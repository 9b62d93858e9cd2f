//! Memory lifecycle maintenance: aging, consolidation, archiving.

use crate::learning::EXPLICIT_TAG;
use async_trait::async_trait;
use chrono::{DateTime, Utc};
use concierge_core::error::MemoryError;
use concierge_core::memory::{LifecycleManager, LifecycleReport, MemoryBackend, MemoryEntry};
use concierge_core::text;
use std::collections::HashMap;
use std::sync::Arc;
use tracing::debug;

/// Idle time before an entry starts losing importance.
const GRACE_DAYS: f32 = 1.0;

pub struct DecayLifecycleManager {
    backend: Arc<dyn MemoryBackend>,
    decay_per_day: f32,
    archive_threshold: f32,
}

impl DecayLifecycleManager {
    pub fn new(backend: Arc<dyn MemoryBackend>, decay_per_day: f32, archive_threshold: f32) -> Self {
        Self {
            backend,
            decay_per_day: decay_per_day.max(0.0),
            archive_threshold,
        }
    }

    /// Reduce importance by the idle time since the later of last access and
    /// last maintenance. Returns true when the entry changed.
    fn age(&self, entry: &mut MemoryEntry, now: DateTime<Utc>) -> bool {
        if self.decay_per_day == 0.0 {
            return false;
        }
        let since = entry
            .last_maintained
            .map_or(entry.last_accessed, |m| m.max(entry.last_accessed));
        let idle_days = (now - since).num_seconds().max(0) as f32 / 86_400.0;
        if idle_days < GRACE_DAYS {
            return false;
        }
        entry.importance = (entry.importance - self.decay_per_day * idle_days).max(0.0);
        entry.last_maintained = Some(now);
        true
    }

    fn is_explicit(entry: &MemoryEntry) -> bool {
        entry.tags.iter().any(|t| t == EXPLICIT_TAG)
    }
}

#[async_trait]
impl LifecycleManager for DecayLifecycleManager {
    fn name(&self) -> &str {
        "decay"
    }

    async fn maintain(&self, user_id: &str) -> Result<LifecycleReport, MemoryError> {
        let now = Utc::now();
        let mut report = LifecycleReport::default();
        let entries = self.backend.list(user_id, false).await?;

        // Consolidate entries with the same normalized content into the most
        // important one (oldest on ties). Content without word tokens has no
        // key and is never merged.
        let mut groups: HashMap<String, Vec<MemoryEntry>> = HashMap::new();
        let mut unkeyed = Vec::new();
        for entry in entries {
            let key = text::tokenize(&entry.content).join(" ");
            if key.is_empty() {
                unkeyed.push(vec![entry]);
            } else {
                groups.entry(key).or_default().push(entry);
            }
        }

        let mut survivors = Vec::with_capacity(groups.len() + unkeyed.len());
        for mut group in groups.into_values().chain(unkeyed) {
            group.sort_by(|a, b| {
                b.importance
                    .partial_cmp(&a.importance)
                    .unwrap_or(std::cmp::Ordering::Equal)
                    .then_with(|| a.created_at.cmp(&b.created_at))
            });
            let mut keeper = group.remove(0);
            let mut changed = !group.is_empty();
            for dup in group {
                for tag in dup.tags {
                    if !keeper.tags.contains(&tag) {
                        keeper.tags.push(tag);
                    }
                }
                keeper.last_accessed = keeper.last_accessed.max(dup.last_accessed);
                self.backend.delete(&dup.id).await?;
                report.consolidated += 1;
            }

            if self.age(&mut keeper, now) {
                report.aged += 1;
                changed = true;
            }
            if !keeper.archived && keeper.importance < self.archive_threshold && !Self::is_explicit(&keeper) {
                keeper.archived = true;
                report.archived += 1;
                changed = true;
            }
            if changed {
                survivors.push(keeper);
            }
        }

        for entry in survivors {
            self.backend.update(entry).await?;
        }

        debug!(
            user_id,
            aged = report.aged,
            consolidated = report.consolidated,
            archived = report.archived,
            "Memory maintenance complete"
        );
        Ok(report)
    }
}

#[cfg(test)]
mod tests {
    use super::*;
    use crate::InMemoryBackend;
    use chrono::Duration;

    fn idle(content: &str, days: i64, importance: f32) -> MemoryEntry {
        let mut entry = MemoryEntry::new("u1", content).with_importance(importance);
        entry.created_at = Utc::now() - Duration::days(days);
        entry.last_accessed = entry.created_at;
        entry
    }

    #[tokio::test]
    async fn ages_idle_entries_once_per_period() {
        let backend = Arc::new(InMemoryBackend::new());
        let id = backend.store(idle("Plays chess", 10, 0.5)).await.unwrap();
        let manager = DecayLifecycleManager::new(backend.clone(), 0.02, 0.1);

        let first = manager.maintain("u1").await.unwrap();
        assert_eq!(first.aged, 1);
        let aged = backend.get(&id).await.unwrap().unwrap();
        assert!((aged.importance - 0.3).abs() < 0.01);

        let second = manager.maintain("u1").await.unwrap();
        assert_eq!(second.aged, 0);
    }

    #[tokio::test]
    async fn consolidates_duplicates_and_merges_tags() {
        let backend = Arc::new(InMemoryBackend::new());
        backend
            .store(MemoryEntry::new("u1", "Vegetarian").with_tags(vec!["food".into()]))
            .await
            .unwrap();
        backend
            .store(
                MemoryEntry::new("u1", "vegetarian!")
                    .with_tags(vec!["diet".into()])
                    .with_importance(0.8),
            )
            .await
            .unwrap();
        let manager = DecayLifecycleManager::new(backend.clone(), 0.0, 0.1);

        let report = manager.maintain("u1").await.unwrap();
        assert_eq!(report.consolidated, 1);

        let left = backend.list("u1", true).await.unwrap();
        assert_eq!(left.len(), 1);
        assert_eq!(left[0].importance, 0.8);
        assert!(left[0].tags.contains(&"food".to_string()));
        assert!(left[0].tags.contains(&"diet".to_string()));
    }

    #[tokio::test]
    async fn symbol_only_entries_are_not_merged() {
        let backend = Arc::new(InMemoryBackend::new());
        for content in ["🎉🎉", "👍", "☕ !"] {
            backend.store(MemoryEntry::new("u1", content)).await.unwrap();
        }
        let manager = DecayLifecycleManager::new(backend.clone(), 0.0, 0.1);

        let report = manager.maintain("u1").await.unwrap();
        assert_eq!(report.consolidated, 0);

        let mut left: Vec<String> = backend.list("u1", true).await.unwrap().into_iter().map(|e| e.content).collect();
        left.sort();
        let mut expected = vec!["🎉🎉".to_string(), "👍".to_string(), "☕ !".to_string()];
        expected.sort();
        assert_eq!(left, expected);
    }

    #[tokio::test]
    async fn archives_below_threshold_but_not_explicit() {
        let backend = Arc::new(InMemoryBackend::new());
        backend.store(idle("Old trivia", 30, 0.2)).await.unwrap();
        backend
            .store(idle("Blood type O negative", 30, 0.2).with_tags(vec![EXPLICIT_TAG.into()]))
            .await
            .unwrap();
        let manager = DecayLifecycleManager::new(backend.clone(), 0.02, 0.1);

        let report = manager.maintain("u1").await.unwrap();
        assert_eq!(report.archived, 1);
        let visible = backend.list("u1", false).await.unwrap();
        assert_eq!(visible.len(), 1);
        assert_eq!(visible[0].content, "Blood type O negative");
    }
}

★ ★ ★ ★

Select from the material above each line in which the string "unkeyed" appears, and list those lines.

YOUR SOLUTION:
        let mut unkeyed = Vec::new();
                unkeyed.push(vec![entry]);
        let mut survivors = Vec::with_capacity(groups.len() + unkeyed.len());
        for mut group in groups.into_values().chain(unkeyed) {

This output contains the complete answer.